=== Exercise goal ===
In the listing that follows, the lines starting at the one containing "if let Node::Branch(children)" and ending at the one containing "root once a" are to be returned exactly, both boundary lines included, and no others.
┌─ Provided data
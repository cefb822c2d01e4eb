use std::sync::RwLock;

use uuid::Uuid;

use super::repository::AssessmentRepository;
use crate::error::{Error, Result};
use crate::models::assessment::{Assessment, NewAssessment, SavedRecord};
use crate::utils::time::now;

#[derive(Debug, Default)]
pub struct InMemoryAssessmentRepository {
    rows: RwLock<Vec<Assessment>>,
}

impl InMemoryAssessmentRepository {
    pub fn new() -> Self {
        Self::default()
    }

    /// Stores an already-identified assessment as is. Used for seeding.
    pub fn insert(&self, assessment: Assessment) -> Result<()> {
        self.rows
            .write()
            .map_err(|_| poisoned())?
            .push(assessment);
        Ok(())
    }
}

impl AssessmentRepository for InMemoryAssessmentRepository {
    fn save(&self, assessment: &NewAssessment) -> Result<SavedRecord> {
        let record = SavedRecord {
            id: Uuid::new_v4(),
            created_at: now(),
        };
        self.insert(Assessment::from_saved(record, assessment.clone()))?;
        Ok(record)
    }

    fn get(&self, id: Uuid) -> Result<Option<Assessment>> {
        let rows = self.rows.read().map_err(|_| poisoned())?;
        Ok(rows.iter().find(|a| a.id == id).cloned())
    }

    fn list(&self) -> Result<Vec<Assessment>> {
        let rows = self.rows.read().map_err(|_| poisoned())?;
        let mut items = rows.clone();
        items.sort_by(|a, b| b.created_at.cmp(&a.created_at));
        Ok(items)
    }
}

fn poisoned() -> Error {
    Error::Internal("Assessment store lock poisoned".to_string())
}
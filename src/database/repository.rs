use uuid::Uuid;

use crate::error::Result;
use crate::models::assessment::{Assessment, NewAssessment, SavedRecord};

/// Persistence contract for finalized assessments. `save` is the only write
/// and is called from finalization alone.
#[cfg_attr(test, mockall::automock)]
pub trait AssessmentRepository: Send + Sync {
    fn save(&self, assessment: &NewAssessment) -> Result<SavedRecord>;

    fn get(&self, id: Uuid) -> Result<Option<Assessment>>;

    /// Newest first.
    fn list(&self) -> Result<Vec<Assessment>>;
}
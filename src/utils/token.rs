use chrono::Duration;
use jsonwebtoken::{encode, EncodingKey, Header};

use crate::error::{Error, Result};
use crate::middleware::auth::Claims;
use crate::models::caller::CallerContext;

/// Signs an HS256 bearer token carrying the caller's role and institution.
pub fn issue_access_token(secret: &str, caller: &CallerContext, ttl: Duration) -> Result<String> {
    let exp = (super::time::now() + ttl).timestamp();
    let claims = Claims {
        sub: caller.user_id.clone(),
        exp: exp.max(0) as usize,
        role: Some(caller.role.as_str().to_string()),
        institution_id: caller.institution_id.clone(),
    };
    encode(
        &Header::default(),
        &claims,
        &EncodingKey::from_secret(secret.as_bytes()),
    )
    .map_err(|e| Error::Internal(format!("Failed to sign token: {}", e)))
}
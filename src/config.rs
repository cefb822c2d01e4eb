use crate::error::{Error, Result};
use dotenvy::dotenv;
use std::env;
use std::sync::OnceLock;

pub const DEFAULT_MAX_QUESTIONS_PER_DRAFT: usize = 200;
pub const DEFAULT_WIZARD_IDLE_MINUTES: i64 = 60;
pub const DEFAULT_MAX_OPEN_WIZARDS_PER_USER: usize = 10;

#[derive(Debug, Clone, PartialEq, Eq)]
pub enum LogFormat {
    Pretty,
    Json,
}

#[derive(Debug, Clone)]
pub struct Config {
    pub server_address: String,
    pub jwt_secret: String,
    pub max_questions_per_draft: usize,
    pub wizard_idle_minutes: i64,
    pub max_open_wizards_per_user: usize,
    pub log_format: LogFormat,
}

pub static CONFIG: OnceLock<Config> = OnceLock::new();

impl Config {
    pub fn from_env() -> Result<Self> {
        dotenv().ok();

        let log_format = match env::var("LOG_FORMAT").ok().as_deref() {
            None | Some("") | Some("pretty") => LogFormat::Pretty,
            Some("json") => LogFormat::Json,
            Some(other) => {
                return Err(Error::Config(format!(
                    "Invalid value for LOG_FORMAT: {}",
                    other
                )))
            }
        };

        Ok(Self {
            server_address: get_env("SERVER_ADDRESS")?,
            jwt_secret: get_env("JWT_SECRET")?,
            max_questions_per_draft: get_env_parse_or(
                "MAX_QUESTIONS_PER_DRAFT",
                DEFAULT_MAX_QUESTIONS_PER_DRAFT,
            )?,
            wizard_idle_minutes: get_env_parse_or("WIZARD_IDLE_MINUTES", DEFAULT_WIZARD_IDLE_MINUTES)?,
            max_open_wizards_per_user: get_env_parse_or(
                "MAX_OPEN_WIZARDS_PER_USER",
                DEFAULT_MAX_OPEN_WIZARDS_PER_USER,
            )?,
            log_format,
        })
    }
}

fn get_env(name: &str) -> Result<String> {
    env::var(name).map_err(|_| Error::Config(format!("Missing environment variable: {}", name)))
}

fn get_env_parse_or<T>(name: &str, default: T) -> Result<T>
where
    T: std::str::FromStr,
    T::Err: std::fmt::Display,
{
    match env::var(name) {
        Ok(raw) => raw
            .parse()
            .map_err(|e| Error::Config(format!("Invalid value for {}: {}", name, e))),
        Err(_) => Ok(default),
    }
}

pub fn init_config() -> Result<()> {
    let config = Config::from_env()?;
    CONFIG
        .set(config)
        .map_err(|_| Error::Config("Configuration has already been initialized".to_string()))?;
    Ok(())
}

pub fn get_config() -> &'static Config {
    CONFIG
        .get()
        .expect("Configuration has not been initialized")
}
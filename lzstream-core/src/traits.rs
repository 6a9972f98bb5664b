//! Core traits for streaming decompression.
//!
//! Every decoder in the workspace pulls compressed bytes from its own source
//! and pushes decompressed bytes into caller-supplied buffers through
//! [`Decompressor::produce`]. [`DecompressReader`] turns any decoder into a
//! plain [`Read`] implementation.

use crate::error::Result;
use std::io::{self, Read};

/// Chunk size used by [`Decompressor::drain_into`].
const DRAIN_CHUNK: usize = 32768;

/// A pull-based, non-blocking decompressor.
pub trait Decompressor {
    /// Decompress into `output`, returning the number of bytes written.
    ///
    /// Returns fewer bytes than requested (possibly zero) when the source
    /// has nothing more available right now. All decoding state is kept, so
    /// a later call continues where this one stopped. Returns `Ok(0)` once
    /// [`is_finished`](Self::is_finished) is true.
    fn produce(&mut self, output: &mut [u8]) -> Result<usize>;

    /// Whether the logical end of the compressed stream has been reached.
    fn is_finished(&self) -> bool;

    /// Total number of bytes produced so far.
    fn total_out(&self) -> u64;

    /// Append everything that can be produced right now to `out`.
    ///
    /// Stops at the end of the stream or when the source would block.
    /// Returns the number of bytes appended.
    fn drain_into(&mut self, out: &mut Vec<u8>) -> Result<usize> {
        let start = out.len();
        let mut buffer = vec![0u8; DRAIN_CHUNK];

        while !self.is_finished() {
            let produced = self.produce(&mut buffer)?;
            if produced == 0 {
                break;
            }
            out.extend_from_slice(&buffer[..produced]);
        }

        Ok(out.len() - start)
    }
}

impl<D: Decompressor + ?Sized> Decompressor for Box<D> {
    fn produce(&mut self, output: &mut [u8]) -> Result<usize> {
        (**self).produce(output)
    }

    fn is_finished(&self) -> bool {
        (**self).is_finished()
    }

    fn total_out(&self) -> u64 {
        (**self).total_out()
    }
}

/// Adapts a [`Decompressor`] to [`std::io::Read`].
///
/// - Decompressed bytes are returned as usual.
/// - `Ok(0)` means the end of the compressed stream.
/// - [`io::ErrorKind::WouldBlock`] means the source has no input right now.
/// - Decoder errors map to `InvalidData` or `UnexpectedEof`.
#[derive(Debug)]
pub struct DecompressReader<D> {
    inner: D,
}

impl<D: Decompressor> DecompressReader<D> {
    /// Wrap a decoder.
    pub fn new(inner: D) -> Self {
        Self { inner }
    }

    /// Get a reference to the wrapped decoder.
    pub fn get_ref(&self) -> &D {
        &self.inner
    }

    /// Get a mutable reference to the wrapped decoder.
    pub fn get_mut(&mut self) -> &mut D {
        &mut self.inner
    }

    /// Unwrap the decoder.
    pub fn into_inner(self) -> D {
        self.inner
    }
}

impl<D: Decompressor> Read for DecompressReader<D> {
    fn read(&mut self, buf: &mut [u8]) -> io::Result<usize> {
        if buf.is_empty() || self.inner.is_finished() {
            return Ok(0);
        }

        let produced = self.inner.produce(buf)?;
        if produced == 0 && !self.inner.is_finished() {
            return Err(io::ErrorKind::WouldBlock.into());
        }
        Ok(produced)
    }
}
//! DEFLATE decompression (inflate).
//!
//! [`InflateStream`] decodes RFC 1951 bit streams (and Deflate64) from any
//! [`Read`] source without ever blocking. It supports all three block types:
//! - Type 0: Stored (uncompressed)
//! - Type 1: Fixed Huffman codes
//! - Type 2: Dynamic Huffman codes
//!
//! Decoding is an explicit state machine. Each state carries exactly what it
//! needs to continue, so a `produce` call can stop anywhere (between blocks,
//! halfway through a dynamic table, inside a Huffman code, during a
//! back-reference copy) when the source runs dry, and the next call picks up
//! at the same bit.

use crate::tables::{
    CODE_LENGTH_CODES, CODE_LENGTH_ORDER, DeflateVariant, END_OF_BLOCK, MAX_CODE_LENGTH,
    MAX_CODE_LENGTH_CODE_LENGTH, MAX_LITLEN_CODES, fixed_distance_tree, fixed_litlen_tree,
};
use lzstream_core::bitstream::{BitOrder, BitReader, DEFAULT_INPUT_BUFFER_SIZE};
use lzstream_core::error::{LzError, Result};
use lzstream_core::huffman::{HuffmanTree, WalkPosition};
use lzstream_core::traits::Decompressor;
use lzstream_core::window::SlidingWindow;
use std::io::{Cursor, Read};
use tracing::{debug, trace};

/// Decoder configuration.
#[derive(Debug, Clone, Copy, PartialEq, Eq)]
pub struct InflateConfig {
    /// DEFLATE or Deflate64.
    pub variant: DeflateVariant,
    /// Size of the batch buffer between the source and the bit reader.
    pub input_buffer_size: usize,
}

impl Default for InflateConfig {
    fn default() -> Self {
        Self {
            variant: DeflateVariant::Deflate,
            input_buffer_size: DEFAULT_INPUT_BUFFER_SIZE,
        }
    }
}

impl InflateConfig {
    /// Configuration for Deflate64 streams.
    pub fn deflate64() -> Self {
        Self {
            variant: DeflateVariant::Deflate64,
            ..Self::default()
        }
    }

    /// Set the input batch buffer size.
    pub fn with_input_buffer_size(mut self, size: usize) -> Self {
        self.input_buffer_size = size;
        self
    }

    fn validate(&self) -> Result<()> {
        if self.input_buffer_size == 0 {
            return Err(LzError::invalid_parameter("input buffer size must be non-zero"));
        }
        Ok(())
    }
}

/// HLIT/HDIST/HCLEN of a dynamic block, already biased.
#[derive(Debug, Clone, Copy)]
struct DynamicCounts {
    litlen: usize,
    distance: usize,
    code_length: usize,
}

impl DynamicCounts {
    fn total(&self) -> usize {
        self.litlen + self.distance
    }
}

/// Progress through the run-length coded literal/length + distance lengths.
#[derive(Debug)]
struct CodeLengthProgress {
    counts: DynamicCounts,
    tree: HuffmanTree,
    walk: WalkPosition,
    lengths: Vec<u8>,
    /// Repeat symbol (16, 17 or 18) whose extra bits are still unread.
    pending_repeat: Option<u16>,
}
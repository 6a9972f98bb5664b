//! LHA compression method definitions.
//!
//! The static-Huffman LHA methods (lh4-lh7) share one block format and
//! differ only in dictionary size and in the width of the distance-table
//! count field. [`LhaParams`] carries those two numbers; [`LhaMethod`]
//! provides the standard presets.

use lzstream_core::error::{LzError, Result};

/// LHA constants for decoding.
pub mod constants {
    /// Number of literal/length codes (256 literals + lengths 3..=256).
    pub const NC: usize = 510;
    /// Number of code-length codes.
    pub const NT: usize = 19;
    /// Width of the code-length table count field.
    pub const TBIT: u8 = 5;
    /// Width of the literal/length table count field.
    pub const CBIT: u8 = 9;
    /// Longest Huffman code in any LHA table.
    pub const MAX_CODE_LENGTH: u8 = 16;
    /// Literal/length symbol minus this is the match length.
    pub const LENGTH_OFFSET: u16 = 253;
    /// Smallest distance alphabet any method uses.
    pub const MIN_DISTANCE_CODES: usize = 14;
}

/// Validated LHA stream parameters.
#[derive(Debug, Clone, Copy, PartialEq, Eq)]
pub struct LhaParams {
    dictionary_bits: u8,
    distance_bits: u8,
}

impl LhaParams {
    /// Create parameters for a dictionary of `1 << dictionary_bits` bytes
    /// whose distance-table count field is `distance_bits` wide.
    ///
    /// `dictionary_bits` must be in 10..=16, `distance_bits` in 4..=5, and
    /// the distance alphabet must fit in the count field.
    pub fn new(dictionary_bits: u8, distance_bits: u8) -> Result<Self> {
        if !(10..=16).contains(&dictionary_bits) {
            return Err(LzError::invalid_parameter(format!(
                "dictionary bits {} outside 10..=16",
                dictionary_bits
            )));
        }
        if !(4..=5).contains(&distance_bits) {
            return Err(LzError::invalid_parameter(format!(
                "distance bits {} outside 4..=5",
                distance_bits
            )));
        }

        let params = Self {
            dictionary_bits,
            distance_bits,
        };
        if params.distance_codes() >= 1 << distance_bits {
            return Err(LzError::invalid_parameter(format!(
                "{} distance codes do not fit a {}-bit count",
                params.distance_codes(),
                distance_bits
            )));
        }
        Ok(params)
    }

    /// Log2 of the dictionary size.
    pub fn dictionary_bits(&self) -> u8 {
        self.dictionary_bits
    }

    /// Width of the distance-table count field.
    pub fn distance_bits(&self) -> u8 {
        self.distance_bits
    }

    /// Dictionary (sliding window) size in bytes.
    pub fn window_size(&self) -> usize {
        1 << self.dictionary_bits
    }

    /// Size of the distance alphabet (`np`).
    pub fn distance_codes(&self) -> usize {
        (usize::from(self.dictionary_bits) + 1).max(constants::MIN_DISTANCE_CODES)
    }
}

impl From<LhaMethod> for LhaParams {
    fn from(method: LhaMethod) -> Self {
        method.params()
    }
}

/// LHA compression method.
#[derive(Debug, Clone, Copy, PartialEq, Eq, Default)]
pub enum LhaMethod {
    /// lh4: 4KB window, static Huffman.
    Lh4,
    /// lh5: 8KB window, static Huffman (most common).
    #[default]
    Lh5,
    /// lh6: 32KB window, static Huffman.
    Lh6,
    /// lh7: 64KB window, static Huffman.
    Lh7,
}

impl LhaMethod {
    /// Parse method from the 5-byte method ID string.
    pub fn from_id(id: &[u8]) -> Option<Self> {
        match id {
            b"-lh4-" => Some(Self::Lh4),
            b"-lh5-" => Some(Self::Lh5),
            b"-lh6-" => Some(Self::Lh6),
            b"-lh7-" => Some(Self::Lh7),
            _ => None,
        }
    }

    /// Get the method ID string.
    pub fn id(&self) -> &'static [u8; 5] {
        match self {
            Self::Lh4 => b"-lh4-",
            Self::Lh5 => b"-lh5-",
            Self::Lh6 => b"-lh6-",
            Self::Lh7 => b"-lh7-",
        }
    }

    /// Stream parameters of this method.
    pub fn params(&self) -> LhaParams {
        let (dictionary_bits, distance_bits) = match self {
            Self::Lh4 => (12, 4),
            Self::Lh5 => (13, 4),
            Self::Lh6 => (15, 5),
            Self::Lh7 => (16, 5),
        };
        LhaParams {
            dictionary_bits,
            distance_bits,
        }
    }

    /// Get the sliding window size in bytes.
    pub fn window_size(&self) -> usize {
        self.params().window_size()
    }

    /// Get the method name.
    pub fn name(&self) -> &'static str {
        match self {
            Self::Lh4 => "lh4",
            Self::Lh5 => "lh5",
            Self::Lh6 => "lh6",
            Self::Lh7 => "lh7",
        }
    }
}

impl std::fmt::Display for LhaMethod {
    fn fmt(&self, f: &mut std::fmt::Formatter<'_>) -> std::fmt::Result {
        write!(f, "{}", self.name())
    }
}
//! Sliding window (dictionary) for LZ77/LZSS back-references.
//!
//! The window keeps the most recent `capacity` bytes of output. A
//! back-reference copies `length` bytes starting `distance` bytes behind the
//! write cursor. When `distance < length` the copy reads bytes it has just
//! written, which produces repeating patterns, so copies always go one byte
//! at a time.
//!
//! # Sizes
//!
//! - DEFLATE: 32 KB
//! - Deflate64: 64 KB
//! - LHA lh4/lh5/lh6/lh7: 4/8/32/64 KB

use crate::error::{LzError, Result};

/// A power-of-two ring buffer holding decompression history.
#[derive(Debug, Clone)]
pub struct SlidingWindow {
    /// The underlying buffer.
    buffer: Box<[u8]>,
    /// Next write position.
    position: usize,
    /// Number of valid history bytes (up to capacity).
    filled: usize,
    /// Mask for modulo-capacity indexing.
    mask: usize,
}

impl SlidingWindow {
    /// Create a window of `capacity` bytes.
    ///
    /// Fails unless `capacity` is a non-zero power of two.
    pub fn new(capacity: usize) -> Result<Self> {
        if capacity == 0 || !capacity.is_power_of_two() {
            return Err(LzError::invalid_parameter(format!(
                "window size must be a power of 2, got {}",
                capacity
            )));
        }

        Ok(Self::with_bits(capacity.trailing_zeros() as u8))
    }

    /// Create a window of `1 << bits` bytes.
    pub fn with_bits(bits: u8) -> Self {
        let capacity = 1usize << bits;
        Self {
            buffer: vec![0; capacity].into_boxed_slice(),
            position: 0,
            filled: 0,
            mask: capacity - 1,
        }
    }

    /// Append one byte.
    #[inline]
    pub fn push(&mut self, byte: u8) {
        self.buffer[self.position] = byte;
        self.position = (self.position + 1) & self.mask;
        if self.filled < self.buffer.len() {
            self.filled += 1;
        }
    }

    /// Append a run of bytes.
    pub fn push_slice(&mut self, bytes: &[u8]) {
        for &byte in bytes {
            self.push(byte);
        }
    }

    /// Check that `distance` reaches into valid history.
    pub fn check_distance(&self, distance: usize) -> Result<()> {
        if distance == 0 || distance > self.filled {
            return Err(LzError::invalid_distance(distance, self.filled));
        }
        Ok(())
    }

    /// Continue a back-reference copy into `out`.
    ///
    /// Copies `min(remaining, out.len())` bytes from `distance` back, writing
    /// each into both the window and `out`, and returns the count. Calling
    /// again with the reduced `remaining` continues the same copy, because
    /// the source position moves along with the write cursor.
    pub fn copy_match(&mut self, distance: usize, remaining: usize, out: &mut [u8]) -> Result<usize> {
        self.check_distance(distance)?;

        let count = remaining.min(out.len());
        let mut src = self.position.wrapping_sub(distance) & self.mask;
        for slot in &mut out[..count] {
            let byte = self.buffer[src];
            *slot = byte;
            self.push(byte);
            src = (src + 1) & self.mask;
        }
        Ok(count)
    }
}
//! # lzstream LHA
//!
//! Resumable, non-blocking decompression of LHA static-Huffman streams
//! (`-lh4-` through `-lh7-`).
//!
//! ## Features
//!
//! - All four standard methods via [`LhaMethod`], or custom dictionary and
//!   distance-table sizes via [`LhaParams`]
//! - Input from any [`std::io::Read`]; a source returning
//!   [`std::io::ErrorKind::WouldBlock`] suspends decoding instead of failing
//! - Output into caller buffers of any size
//!
//! The caller supplies the uncompressed size from the archive header; it is
//! the only end-of-stream marker.
//!
//! ## Example
//!
//! ```rust
//! use lzstream_lha::{LhaMethod, decode_lha};
//!
//! // One block of three symbols whose literal table holds only 'Z'.
//! let compressed = [0x00, 0x03, 0x00, 0x00, 0x05, 0xA0, 0x00];
//! assert_eq!(decode_lha(&compressed, LhaMethod::Lh5, 3).unwrap(), b"ZZZ");
//! ```

#![warn(missing_docs)]
#![warn(clippy::all)]
#![allow(clippy::module_name_repetitions)]

pub mod methods;
pub mod stream;

// Re-exports
pub use methods::{LhaMethod, LhaParams};
pub use stream::{LhaStream, decode_lha};
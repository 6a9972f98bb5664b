//! Canonical Huffman decoding trees.
//!
//! Both DEFLATE and LHA transmit Huffman codes as a table of code lengths.
//! [`HuffmanTree::from_lengths`] rebuilds the canonical code (RFC 1951
//! Section 3.2.2) and stores it as a binary trie in an arena. Decoding walks
//! the trie one bit at a time through [`HuffmanTree::walk`], which can stop
//! in the middle of a code when the input runs dry and pick up again later
//! from the saved [`WalkPosition`].
//!
//! Codes are inserted most-significant bit first. That is the order in which
//! both formats emit code bits, independent of how they pack bits into bytes.

use crate::bitstream::BitSource;
use crate::error::{LzError, Result};

/// Maximum code length that fits the code arithmetic below.
pub const MAX_SUPPORTED_CODE_LENGTH: u8 = 24;

/// Index of a node in the arena.
type NodeId = u32;

const ROOT: NodeId = 0;

/// A trie node.
#[derive(Debug, Clone, Copy, PartialEq, Eq)]
enum Node {
    /// Decoded symbol.
    Leaf(u16),
    /// Children for bit 0 and bit 1. A missing child is an invalid code.
    Branch([Option<NodeId>; 2]),
}

/// Position of an in-progress walk.
///
/// The default position is the root of whatever tree it is used with.
#[derive(Debug, Clone, Copy, PartialEq, Eq, Default)]
pub struct WalkPosition(NodeId);

impl WalkPosition {
    /// Whether no bits of the current code have been consumed yet.
    pub fn is_at_root(&self) -> bool {
        self.0 == ROOT
    }
}

/// A Huffman decoding trie.
#[derive(Debug, Clone, PartialEq, Eq)]
pub struct HuffmanTree {
    nodes: Vec<Node>,
}

impl HuffmanTree {
    /// Build a tree from canonical code lengths.
    ///
    /// `lengths[symbol]` is the code length of `symbol`, 0 meaning unused.
    ///
    /// - Lengths above `max_code_length` and over-subscribed tables are
    ///   rejected.
    /// - Incomplete tables are accepted; walking into a missing branch fails.
    /// - A table with no used symbol gives a tree that rejects every code.
    /// - A table whose only used symbol has length 1 gives
    ///   [`HuffmanTree::single_bit`].
    pub fn from_lengths(lengths: &[u8], max_code_length: u8) -> Result<Self> {
        if max_code_length == 0 || max_code_length > MAX_SUPPORTED_CODE_LENGTH {
            return Err(LzError::invalid_parameter(format!(
                "maximum code length {} outside 1..={}",
                max_code_length, MAX_SUPPORTED_CODE_LENGTH
            )));
        }
        if lengths.len() > usize::from(u16::MAX) {
            return Err(LzError::invalid_parameter("alphabet too large"));
        }

        let max = usize::from(max_code_length);
        let mut bl_count = vec![0u32; max + 1];
        let mut used = 0usize;
        let mut last_used = 0usize;
        for (symbol, &len) in lengths.iter().enumerate() {
            if len == 0 {
                continue;
            }
            if len > max_code_length {
                return Err(LzError::invalid_code_lengths(format!(
                    "code length {} exceeds maximum {}",
                    len, max_code_length
                )));
            }
            bl_count[usize::from(len)] += 1;
            used += 1;
            last_used = symbol;
        }

        match used {
            0 => return Ok(Self::empty()),
            1 if lengths[last_used] == 1 => return Ok(Self::single_bit(last_used as u16)),
            _ => {}
        }

        // Kraft check: the remaining code space may never go negative.
        let mut left: i64 = 1;
        for &count in &bl_count[1..] {
            left = (left << 1) - i64::from(count);
            if left < 0 {
                return Err(LzError::invalid_code_lengths("over-subscribed code"));
            }
        }

        let mut next_code = vec![0u32; max + 1];
        let mut code = 0u32;
        for bits in 1..=max {
            code = (code + bl_count[bits - 1]) << 1;
            next_code[bits] = code;
        }

        let mut tree = Self {
            nodes: Vec::with_capacity(used * 2),
        };
        tree.nodes.push(Node::Branch([None, None]));

        for (symbol, &len) in lengths.iter().enumerate() {
            if len == 0 {
                continue;
            }
            let code = next_code[usize::from(len)];
            next_code[usize::from(len)] += 1;
            tree.insert(code, len, symbol as u16)?;
        }

        Ok(tree)
    }

    /// A tree whose root is the leaf `value`.
    ///
    /// Walking it yields `value` without consuming any bits.
    pub fn single(value: u16) -> Self {
        Self {
            nodes: vec![Node::Leaf(value)],
        }
    }

    /// A single-symbol tree that still consumes one bit per symbol.
    ///
    /// Both branches of the root lead to `value`.
    pub fn single_bit(value: u16) -> Self {
        Self {
            nodes: vec![Node::Branch([Some(1), Some(1)]), Node::Leaf(value)],
        }
    }

    fn empty() -> Self {
        Self {
            nodes: vec![Node::Branch([None, None])],
        }
    }

    /// Insert `code` of `len` bits, walking from the most significant bit.
    fn insert(&mut self, code: u32, len: u8, value: u16) -> Result<()> {
        let mut node = ROOT;
        for shift in (0..len).rev() {
            let bit = ((code >> shift) & 1) as usize;
            let Node::Branch(children) = self.nodes[node as usize] else {
                return Err(LzError::invalid_code_lengths("code is prefixed by another"));
            };
            let is_last = shift == 0;

            node = match children[bit] {
                Some(_) if is_last => {
                    return Err(LzError::invalid_code_lengths("duplicate code"));
                }
                Some(child) => child,
                None => {
                    let child = self.nodes.len() as NodeId;
                    self.nodes.push(if is_last {
                        Node::Leaf(value)
                    } else {
                        Node::Branch([None, None])
                    });
                    if let Node::Branch(children) = &mut self.nodes[node as usize] {
                        children[bit] = Some(child);
                    }
                    child
                }
            };
        }
        Ok(())
    }

    /// Decode one symbol, resuming from `position`.
    ///
    /// Returns `Ok(Some(symbol))` and resets `position` to the root once a
    /// leaf is reached. Returns `Ok(None)` if `bits` ran dry; `position` then
    /// records how far the walk got so the next call continues from there.
    /// Fails if the bits lead to a missing branch.
    #[inline]
    pub fn walk<B: BitSource + ?Sized>(
        &self,
        position: &mut WalkPosition,
        bits: &mut B,
    ) -> Result<Option<u16>> {
        let mut node = position.0;
        loop {
            match self.nodes[node as usize] {
                Node::Leaf(value) => {
                    *position = WalkPosition::default();
                    return Ok(Some(value));
                }
                Node::Branch(children) => {
                    let Some(bit) = bits.try_read_bit()? else {
                        position.0 = node;
                        return Ok(None);
                    };
                    match children[usize::from(bit)] {
                        Some(child) => node = child,
                        None => {
                            *position = WalkPosition::default();
                            return Err(LzError::invalid_huffman(bits.bit_position()));
                        }
                    }
                }
            }
        }
    }

    /// Number of distinct leaves (decodable symbols).
    pub fn leaf_count(&self) -> usize {
        self.nodes
            .iter()
            .filter(|node| matches!(node, Node::Leaf(_)))
            .count()
    }

    /// Whether the tree decodes no symbol at all.
    pub fn is_empty(&self) -> bool {
        self.leaf_count() == 0
    }
}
└─
=== Solution for this task ===
                    if let Node::Branch(children) = &mut self.nodes[node as usize] {
                        children[bit] = Some(child);
                    }
                    child
                }
            };
        }
        Ok(())
    }

    /// Decode one symbol, resuming from `position`.
    ///
    /// Returns `Ok(Some(symbol))` and resets `position` to the root once a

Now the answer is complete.